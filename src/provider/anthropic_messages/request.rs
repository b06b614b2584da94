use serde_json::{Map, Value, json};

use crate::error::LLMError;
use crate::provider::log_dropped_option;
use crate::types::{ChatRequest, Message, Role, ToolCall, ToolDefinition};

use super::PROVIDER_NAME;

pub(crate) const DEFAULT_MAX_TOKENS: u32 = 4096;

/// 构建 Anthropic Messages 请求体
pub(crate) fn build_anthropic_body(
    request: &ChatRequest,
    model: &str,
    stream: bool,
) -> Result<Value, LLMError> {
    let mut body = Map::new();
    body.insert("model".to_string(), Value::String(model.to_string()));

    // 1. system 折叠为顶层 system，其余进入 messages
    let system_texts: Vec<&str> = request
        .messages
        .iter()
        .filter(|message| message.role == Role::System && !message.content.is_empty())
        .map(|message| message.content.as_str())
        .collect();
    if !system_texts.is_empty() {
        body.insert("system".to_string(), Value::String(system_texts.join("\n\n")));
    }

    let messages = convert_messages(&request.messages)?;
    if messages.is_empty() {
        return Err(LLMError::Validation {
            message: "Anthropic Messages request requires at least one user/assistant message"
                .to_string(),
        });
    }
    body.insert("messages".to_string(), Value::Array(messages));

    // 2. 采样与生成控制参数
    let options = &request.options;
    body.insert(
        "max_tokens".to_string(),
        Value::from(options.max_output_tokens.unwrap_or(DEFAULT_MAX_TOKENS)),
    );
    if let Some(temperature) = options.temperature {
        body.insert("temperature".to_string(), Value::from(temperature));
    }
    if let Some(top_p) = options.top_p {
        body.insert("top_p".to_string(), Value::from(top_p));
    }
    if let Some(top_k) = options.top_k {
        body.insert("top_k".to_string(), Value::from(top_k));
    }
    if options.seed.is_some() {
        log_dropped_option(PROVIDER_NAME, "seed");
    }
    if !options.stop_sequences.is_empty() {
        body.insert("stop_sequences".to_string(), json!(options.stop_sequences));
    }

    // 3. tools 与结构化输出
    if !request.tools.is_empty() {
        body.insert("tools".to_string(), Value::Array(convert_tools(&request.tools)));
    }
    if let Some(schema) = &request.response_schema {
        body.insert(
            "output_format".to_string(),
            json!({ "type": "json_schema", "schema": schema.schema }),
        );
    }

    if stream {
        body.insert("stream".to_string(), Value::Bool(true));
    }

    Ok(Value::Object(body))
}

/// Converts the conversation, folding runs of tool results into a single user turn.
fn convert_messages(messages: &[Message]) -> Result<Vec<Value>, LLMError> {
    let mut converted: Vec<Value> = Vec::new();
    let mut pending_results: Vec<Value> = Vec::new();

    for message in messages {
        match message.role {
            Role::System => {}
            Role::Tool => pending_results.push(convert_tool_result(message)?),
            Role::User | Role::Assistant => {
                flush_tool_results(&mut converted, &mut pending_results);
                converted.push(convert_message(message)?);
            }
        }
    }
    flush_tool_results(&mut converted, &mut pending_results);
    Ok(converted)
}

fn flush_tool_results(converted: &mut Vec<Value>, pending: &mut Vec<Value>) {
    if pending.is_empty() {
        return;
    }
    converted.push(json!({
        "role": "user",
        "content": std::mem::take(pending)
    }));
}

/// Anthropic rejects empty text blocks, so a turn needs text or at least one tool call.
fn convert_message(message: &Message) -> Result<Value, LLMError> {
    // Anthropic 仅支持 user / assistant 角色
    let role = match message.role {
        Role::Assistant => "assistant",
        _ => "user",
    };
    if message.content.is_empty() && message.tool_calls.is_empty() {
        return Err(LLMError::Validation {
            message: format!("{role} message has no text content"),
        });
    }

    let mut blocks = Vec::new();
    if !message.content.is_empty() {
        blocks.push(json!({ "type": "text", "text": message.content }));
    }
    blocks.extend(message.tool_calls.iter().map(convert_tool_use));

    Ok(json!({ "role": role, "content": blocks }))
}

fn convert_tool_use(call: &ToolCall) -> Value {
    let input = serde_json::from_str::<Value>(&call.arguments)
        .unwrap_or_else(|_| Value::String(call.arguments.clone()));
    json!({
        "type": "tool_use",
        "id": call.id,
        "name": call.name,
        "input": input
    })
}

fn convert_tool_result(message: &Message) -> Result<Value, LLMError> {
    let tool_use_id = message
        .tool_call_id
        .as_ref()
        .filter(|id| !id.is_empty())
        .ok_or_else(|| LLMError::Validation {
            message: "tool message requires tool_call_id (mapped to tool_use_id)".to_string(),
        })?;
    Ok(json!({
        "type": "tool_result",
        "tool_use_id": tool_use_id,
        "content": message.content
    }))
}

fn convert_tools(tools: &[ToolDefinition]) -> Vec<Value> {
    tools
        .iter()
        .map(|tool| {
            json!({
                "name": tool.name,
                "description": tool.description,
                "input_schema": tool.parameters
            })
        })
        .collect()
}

.....

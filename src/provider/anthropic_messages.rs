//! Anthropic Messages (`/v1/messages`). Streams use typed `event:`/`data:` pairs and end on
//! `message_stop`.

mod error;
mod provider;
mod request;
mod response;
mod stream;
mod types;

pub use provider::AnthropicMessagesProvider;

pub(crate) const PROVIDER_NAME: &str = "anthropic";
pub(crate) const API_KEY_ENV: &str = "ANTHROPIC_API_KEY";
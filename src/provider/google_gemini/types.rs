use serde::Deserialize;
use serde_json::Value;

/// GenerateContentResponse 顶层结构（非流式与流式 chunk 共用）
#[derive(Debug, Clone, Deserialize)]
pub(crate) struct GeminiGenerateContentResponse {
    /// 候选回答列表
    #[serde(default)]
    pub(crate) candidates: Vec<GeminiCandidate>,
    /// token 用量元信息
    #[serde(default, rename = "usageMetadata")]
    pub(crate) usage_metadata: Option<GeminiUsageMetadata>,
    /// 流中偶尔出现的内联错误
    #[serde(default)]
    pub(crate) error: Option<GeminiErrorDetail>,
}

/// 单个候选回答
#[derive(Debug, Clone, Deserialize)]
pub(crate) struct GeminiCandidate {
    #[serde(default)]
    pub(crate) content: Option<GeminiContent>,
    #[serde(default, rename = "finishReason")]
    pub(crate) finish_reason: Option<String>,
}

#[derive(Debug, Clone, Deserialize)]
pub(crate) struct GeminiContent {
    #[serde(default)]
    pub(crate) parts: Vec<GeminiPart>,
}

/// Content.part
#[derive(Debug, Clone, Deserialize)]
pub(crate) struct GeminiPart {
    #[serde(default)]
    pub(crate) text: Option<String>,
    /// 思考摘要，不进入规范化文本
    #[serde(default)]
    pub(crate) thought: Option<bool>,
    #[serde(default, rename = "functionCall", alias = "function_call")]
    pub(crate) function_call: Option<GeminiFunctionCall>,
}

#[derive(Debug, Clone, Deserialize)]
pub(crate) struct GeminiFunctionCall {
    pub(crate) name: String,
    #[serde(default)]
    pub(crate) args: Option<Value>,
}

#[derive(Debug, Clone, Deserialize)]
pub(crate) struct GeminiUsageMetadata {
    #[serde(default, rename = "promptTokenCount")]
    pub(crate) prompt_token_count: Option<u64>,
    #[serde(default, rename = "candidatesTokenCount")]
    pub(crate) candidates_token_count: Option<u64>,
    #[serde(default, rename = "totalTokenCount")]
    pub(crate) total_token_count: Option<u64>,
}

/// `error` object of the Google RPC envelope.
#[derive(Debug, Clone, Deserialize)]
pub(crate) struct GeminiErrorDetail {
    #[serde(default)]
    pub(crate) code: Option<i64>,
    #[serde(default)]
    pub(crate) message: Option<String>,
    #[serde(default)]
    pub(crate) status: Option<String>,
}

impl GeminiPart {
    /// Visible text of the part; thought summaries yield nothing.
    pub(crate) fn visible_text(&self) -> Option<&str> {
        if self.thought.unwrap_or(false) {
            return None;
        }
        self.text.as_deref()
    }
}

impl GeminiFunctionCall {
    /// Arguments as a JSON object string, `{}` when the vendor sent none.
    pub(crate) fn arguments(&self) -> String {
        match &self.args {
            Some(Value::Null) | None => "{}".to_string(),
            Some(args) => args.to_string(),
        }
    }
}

.....

About this exercise: Return exactly the lines above from the line that has "filename src/provider/anthropic_messages/request.rs" through the line that has "if let Some(schema)", inclusive, and nothing else.

Problem solution:
filename src/provider/anthropic_messages/request.rs
repository b06b614b2584da94
use serde_json::{Map, Value, json};

use crate::error::LLMError;
use crate::provider::log_dropped_option;
use crate::types::{ChatRequest, Message, Role, ToolCall, ToolDefinition};

use super::PROVIDER_NAME;

pub(crate) const DEFAULT_MAX_TOKENS: u32 = 4096;

/// 构建 Anthropic Messages 请求体
pub(crate) fn build_anthropic_body(
    request: &ChatRequest,
    model: &str,
    stream: bool,
) -> Result<Value, LLMError> {
    let mut body = Map::new();
    body.insert("model".to_string(), Value::String(model.to_string()));

    // 1. system 折叠为顶层 system，其余进入 messages
    let system_texts: Vec<&str> = request
        .messages
        .iter()
        .filter(|message| message.role == Role::System && !message.content.is_empty())
        .map(|message| message.content.as_str())
        .collect();
    if !system_texts.is_empty() {
        body.insert("system".to_string(), Value::String(system_texts.join("\n\n")));
    }

    let messages = convert_messages(&request.messages)?;
    if messages.is_empty() {
        return Err(LLMError::Validation {
            message: "Anthropic Messages request requires at least one user/assistant message"
                .to_string(),
        });
    }
    body.insert("messages".to_string(), Value::Array(messages));

    // 2. 采样与生成控制参数
    let options = &request.options;
    body.insert(
        "max_tokens".to_string(),
        Value::from(options.max_output_tokens.unwrap_or(DEFAULT_MAX_TOKENS)),
    );
    if let Some(temperature) = options.temperature {
        body.insert("temperature".to_string(), Value::from(temperature));
    }
    if let Some(top_p) = options.top_p {
        body.insert("top_p".to_string(), Value::from(top_p));
    }
    if let Some(top_k) = options.top_k {
        body.insert("top_k".to_string(), Value::from(top_k));
    }
    if options.seed.is_some() {
        log_dropped_option(PROVIDER_NAME, "seed");
    }
    if !options.stop_sequences.is_empty() {
        body.insert("stop_sequences".to_string(), json!(options.stop_sequences));
    }

    // 3. tools 与结构化输出
    if !request.tools.is_empty() {
        body.insert("tools".to_string(), Value::Array(convert_tools(&request.tools)));
    }
    if let Some(schema) = &request.response_schema {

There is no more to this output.